-- INPUT DATA --
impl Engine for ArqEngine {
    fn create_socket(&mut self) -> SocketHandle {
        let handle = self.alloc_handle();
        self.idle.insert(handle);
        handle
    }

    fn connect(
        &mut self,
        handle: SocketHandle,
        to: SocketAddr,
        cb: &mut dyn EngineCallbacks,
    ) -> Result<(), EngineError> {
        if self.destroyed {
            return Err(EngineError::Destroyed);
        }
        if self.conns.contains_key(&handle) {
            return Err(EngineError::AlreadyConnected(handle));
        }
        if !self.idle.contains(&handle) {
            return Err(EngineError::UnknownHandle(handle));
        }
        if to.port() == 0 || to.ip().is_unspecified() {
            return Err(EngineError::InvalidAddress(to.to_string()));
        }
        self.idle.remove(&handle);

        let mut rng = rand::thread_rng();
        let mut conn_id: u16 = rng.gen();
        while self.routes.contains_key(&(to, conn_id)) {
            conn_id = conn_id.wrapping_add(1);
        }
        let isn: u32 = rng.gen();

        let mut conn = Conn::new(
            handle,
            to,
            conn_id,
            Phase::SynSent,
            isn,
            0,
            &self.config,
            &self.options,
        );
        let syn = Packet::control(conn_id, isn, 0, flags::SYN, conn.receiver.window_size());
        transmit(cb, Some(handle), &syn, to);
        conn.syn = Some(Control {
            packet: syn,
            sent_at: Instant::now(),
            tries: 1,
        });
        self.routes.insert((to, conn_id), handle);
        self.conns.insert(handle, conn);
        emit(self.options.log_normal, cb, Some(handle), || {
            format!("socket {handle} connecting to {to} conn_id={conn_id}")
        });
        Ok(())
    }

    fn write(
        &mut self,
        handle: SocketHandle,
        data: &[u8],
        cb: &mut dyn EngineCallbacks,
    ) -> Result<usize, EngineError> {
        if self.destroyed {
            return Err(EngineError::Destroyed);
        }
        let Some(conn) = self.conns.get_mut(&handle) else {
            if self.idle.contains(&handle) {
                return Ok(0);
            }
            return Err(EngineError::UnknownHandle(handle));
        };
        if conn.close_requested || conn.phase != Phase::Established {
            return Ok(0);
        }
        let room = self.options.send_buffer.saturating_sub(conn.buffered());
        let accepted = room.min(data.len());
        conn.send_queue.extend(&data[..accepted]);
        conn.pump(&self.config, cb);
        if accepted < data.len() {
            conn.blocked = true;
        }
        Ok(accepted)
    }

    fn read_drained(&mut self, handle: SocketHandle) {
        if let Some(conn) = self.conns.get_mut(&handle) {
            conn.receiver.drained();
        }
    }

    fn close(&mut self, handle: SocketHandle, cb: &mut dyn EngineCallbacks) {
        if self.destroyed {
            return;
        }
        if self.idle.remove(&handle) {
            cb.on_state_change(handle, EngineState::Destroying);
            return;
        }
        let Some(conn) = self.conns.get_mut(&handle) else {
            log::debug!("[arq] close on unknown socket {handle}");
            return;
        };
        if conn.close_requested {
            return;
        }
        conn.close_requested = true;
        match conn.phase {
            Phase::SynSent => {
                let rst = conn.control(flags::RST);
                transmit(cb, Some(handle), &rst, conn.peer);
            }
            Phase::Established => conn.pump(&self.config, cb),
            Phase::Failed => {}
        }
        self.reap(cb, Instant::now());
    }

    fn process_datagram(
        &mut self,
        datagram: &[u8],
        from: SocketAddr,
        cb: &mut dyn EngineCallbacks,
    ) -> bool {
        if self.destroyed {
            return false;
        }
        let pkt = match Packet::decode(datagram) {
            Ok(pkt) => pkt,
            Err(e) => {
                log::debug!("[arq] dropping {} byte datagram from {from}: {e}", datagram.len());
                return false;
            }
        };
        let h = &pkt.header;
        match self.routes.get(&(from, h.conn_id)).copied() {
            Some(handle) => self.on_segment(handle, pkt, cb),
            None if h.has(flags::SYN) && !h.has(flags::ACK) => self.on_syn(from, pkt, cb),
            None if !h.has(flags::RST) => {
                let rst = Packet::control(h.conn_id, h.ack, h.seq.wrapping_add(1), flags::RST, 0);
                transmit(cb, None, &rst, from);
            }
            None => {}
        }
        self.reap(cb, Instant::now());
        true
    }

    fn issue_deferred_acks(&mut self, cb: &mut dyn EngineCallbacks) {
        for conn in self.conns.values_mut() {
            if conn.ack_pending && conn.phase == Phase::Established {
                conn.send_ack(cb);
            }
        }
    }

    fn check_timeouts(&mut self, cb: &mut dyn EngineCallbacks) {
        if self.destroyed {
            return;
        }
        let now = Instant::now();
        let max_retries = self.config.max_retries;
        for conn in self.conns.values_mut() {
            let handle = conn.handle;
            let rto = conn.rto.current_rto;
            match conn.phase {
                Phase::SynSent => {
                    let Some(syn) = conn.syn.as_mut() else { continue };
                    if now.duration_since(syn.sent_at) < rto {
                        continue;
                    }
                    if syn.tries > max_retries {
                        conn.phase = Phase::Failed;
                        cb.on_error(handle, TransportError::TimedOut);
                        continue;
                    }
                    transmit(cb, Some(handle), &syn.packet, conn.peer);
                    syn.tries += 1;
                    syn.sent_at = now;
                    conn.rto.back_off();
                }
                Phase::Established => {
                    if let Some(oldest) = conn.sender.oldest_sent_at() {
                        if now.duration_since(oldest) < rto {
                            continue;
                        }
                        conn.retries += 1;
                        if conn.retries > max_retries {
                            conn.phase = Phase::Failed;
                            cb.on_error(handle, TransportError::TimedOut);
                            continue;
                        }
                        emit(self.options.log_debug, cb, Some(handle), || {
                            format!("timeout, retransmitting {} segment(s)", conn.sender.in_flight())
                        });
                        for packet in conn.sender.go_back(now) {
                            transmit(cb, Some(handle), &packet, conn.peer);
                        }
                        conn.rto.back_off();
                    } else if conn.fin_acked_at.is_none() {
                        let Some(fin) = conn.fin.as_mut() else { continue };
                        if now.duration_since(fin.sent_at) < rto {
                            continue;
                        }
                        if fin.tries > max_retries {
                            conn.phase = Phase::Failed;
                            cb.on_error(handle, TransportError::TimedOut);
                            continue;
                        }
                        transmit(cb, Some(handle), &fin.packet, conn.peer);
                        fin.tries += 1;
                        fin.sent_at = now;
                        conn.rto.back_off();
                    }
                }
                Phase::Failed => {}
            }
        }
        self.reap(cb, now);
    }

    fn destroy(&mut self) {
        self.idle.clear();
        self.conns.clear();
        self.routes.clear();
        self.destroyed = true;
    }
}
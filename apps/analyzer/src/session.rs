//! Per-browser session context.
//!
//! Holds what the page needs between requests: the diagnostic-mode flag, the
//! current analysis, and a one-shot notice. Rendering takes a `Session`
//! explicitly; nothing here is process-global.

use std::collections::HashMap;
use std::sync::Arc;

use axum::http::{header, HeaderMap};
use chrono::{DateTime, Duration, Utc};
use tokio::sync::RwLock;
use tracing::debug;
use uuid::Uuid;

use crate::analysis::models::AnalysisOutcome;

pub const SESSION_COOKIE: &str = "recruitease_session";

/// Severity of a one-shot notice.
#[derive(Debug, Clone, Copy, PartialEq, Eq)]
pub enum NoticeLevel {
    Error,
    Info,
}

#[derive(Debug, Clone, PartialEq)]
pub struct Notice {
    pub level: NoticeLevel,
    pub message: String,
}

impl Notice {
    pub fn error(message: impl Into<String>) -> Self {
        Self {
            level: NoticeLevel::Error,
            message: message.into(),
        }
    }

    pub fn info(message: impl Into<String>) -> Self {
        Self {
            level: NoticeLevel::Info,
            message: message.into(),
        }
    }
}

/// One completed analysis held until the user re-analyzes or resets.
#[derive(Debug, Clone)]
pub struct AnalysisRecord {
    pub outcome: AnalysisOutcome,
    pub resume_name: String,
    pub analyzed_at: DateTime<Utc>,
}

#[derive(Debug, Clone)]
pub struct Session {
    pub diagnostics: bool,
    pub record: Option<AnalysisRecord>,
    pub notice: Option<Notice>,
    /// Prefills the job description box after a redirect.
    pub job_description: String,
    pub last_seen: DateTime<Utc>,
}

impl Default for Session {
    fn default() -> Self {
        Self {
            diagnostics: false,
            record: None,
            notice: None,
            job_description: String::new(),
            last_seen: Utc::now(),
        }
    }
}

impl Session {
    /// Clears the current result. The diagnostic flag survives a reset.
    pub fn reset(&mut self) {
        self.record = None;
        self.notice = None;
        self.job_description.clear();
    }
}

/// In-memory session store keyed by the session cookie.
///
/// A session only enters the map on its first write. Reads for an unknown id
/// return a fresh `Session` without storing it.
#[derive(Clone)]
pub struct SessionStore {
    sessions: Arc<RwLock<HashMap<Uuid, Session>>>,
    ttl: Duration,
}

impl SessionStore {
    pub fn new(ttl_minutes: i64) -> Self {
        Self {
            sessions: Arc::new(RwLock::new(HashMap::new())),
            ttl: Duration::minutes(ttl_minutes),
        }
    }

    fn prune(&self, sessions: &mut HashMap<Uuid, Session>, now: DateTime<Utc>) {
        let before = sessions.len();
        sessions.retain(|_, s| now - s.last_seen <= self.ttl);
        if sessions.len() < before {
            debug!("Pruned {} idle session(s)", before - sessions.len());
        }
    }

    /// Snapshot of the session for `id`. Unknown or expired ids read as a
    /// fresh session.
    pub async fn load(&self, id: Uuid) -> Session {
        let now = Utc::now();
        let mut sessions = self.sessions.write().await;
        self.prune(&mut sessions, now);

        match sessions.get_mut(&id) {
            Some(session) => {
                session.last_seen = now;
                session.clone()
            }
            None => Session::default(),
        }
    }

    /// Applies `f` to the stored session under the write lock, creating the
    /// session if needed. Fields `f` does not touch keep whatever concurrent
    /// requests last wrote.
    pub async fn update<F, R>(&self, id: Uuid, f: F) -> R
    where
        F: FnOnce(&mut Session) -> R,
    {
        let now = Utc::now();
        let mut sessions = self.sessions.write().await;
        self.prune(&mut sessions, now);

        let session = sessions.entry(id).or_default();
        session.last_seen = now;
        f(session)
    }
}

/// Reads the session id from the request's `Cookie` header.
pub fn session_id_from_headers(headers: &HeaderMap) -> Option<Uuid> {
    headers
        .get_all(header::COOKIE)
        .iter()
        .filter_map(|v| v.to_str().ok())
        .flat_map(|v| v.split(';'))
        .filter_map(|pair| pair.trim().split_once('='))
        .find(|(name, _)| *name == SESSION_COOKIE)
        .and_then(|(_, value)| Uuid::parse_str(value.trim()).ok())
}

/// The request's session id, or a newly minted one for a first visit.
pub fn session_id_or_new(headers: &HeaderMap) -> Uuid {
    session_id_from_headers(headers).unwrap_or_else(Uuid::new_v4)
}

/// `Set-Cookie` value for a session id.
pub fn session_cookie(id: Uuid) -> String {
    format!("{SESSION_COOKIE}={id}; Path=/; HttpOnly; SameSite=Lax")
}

-- PROBLEM TO SOLVE --
Show every line of the listing containing the string "match" by copying it.

-- RESPONSE TO THIS TASK --
        match conn.phase {
        let pkt = match Packet::decode(datagram) {
        match self.routes.get(&(from, h.conn_id)).copied() {
            match conn.phase {
        match sessions.get_mut(&id) {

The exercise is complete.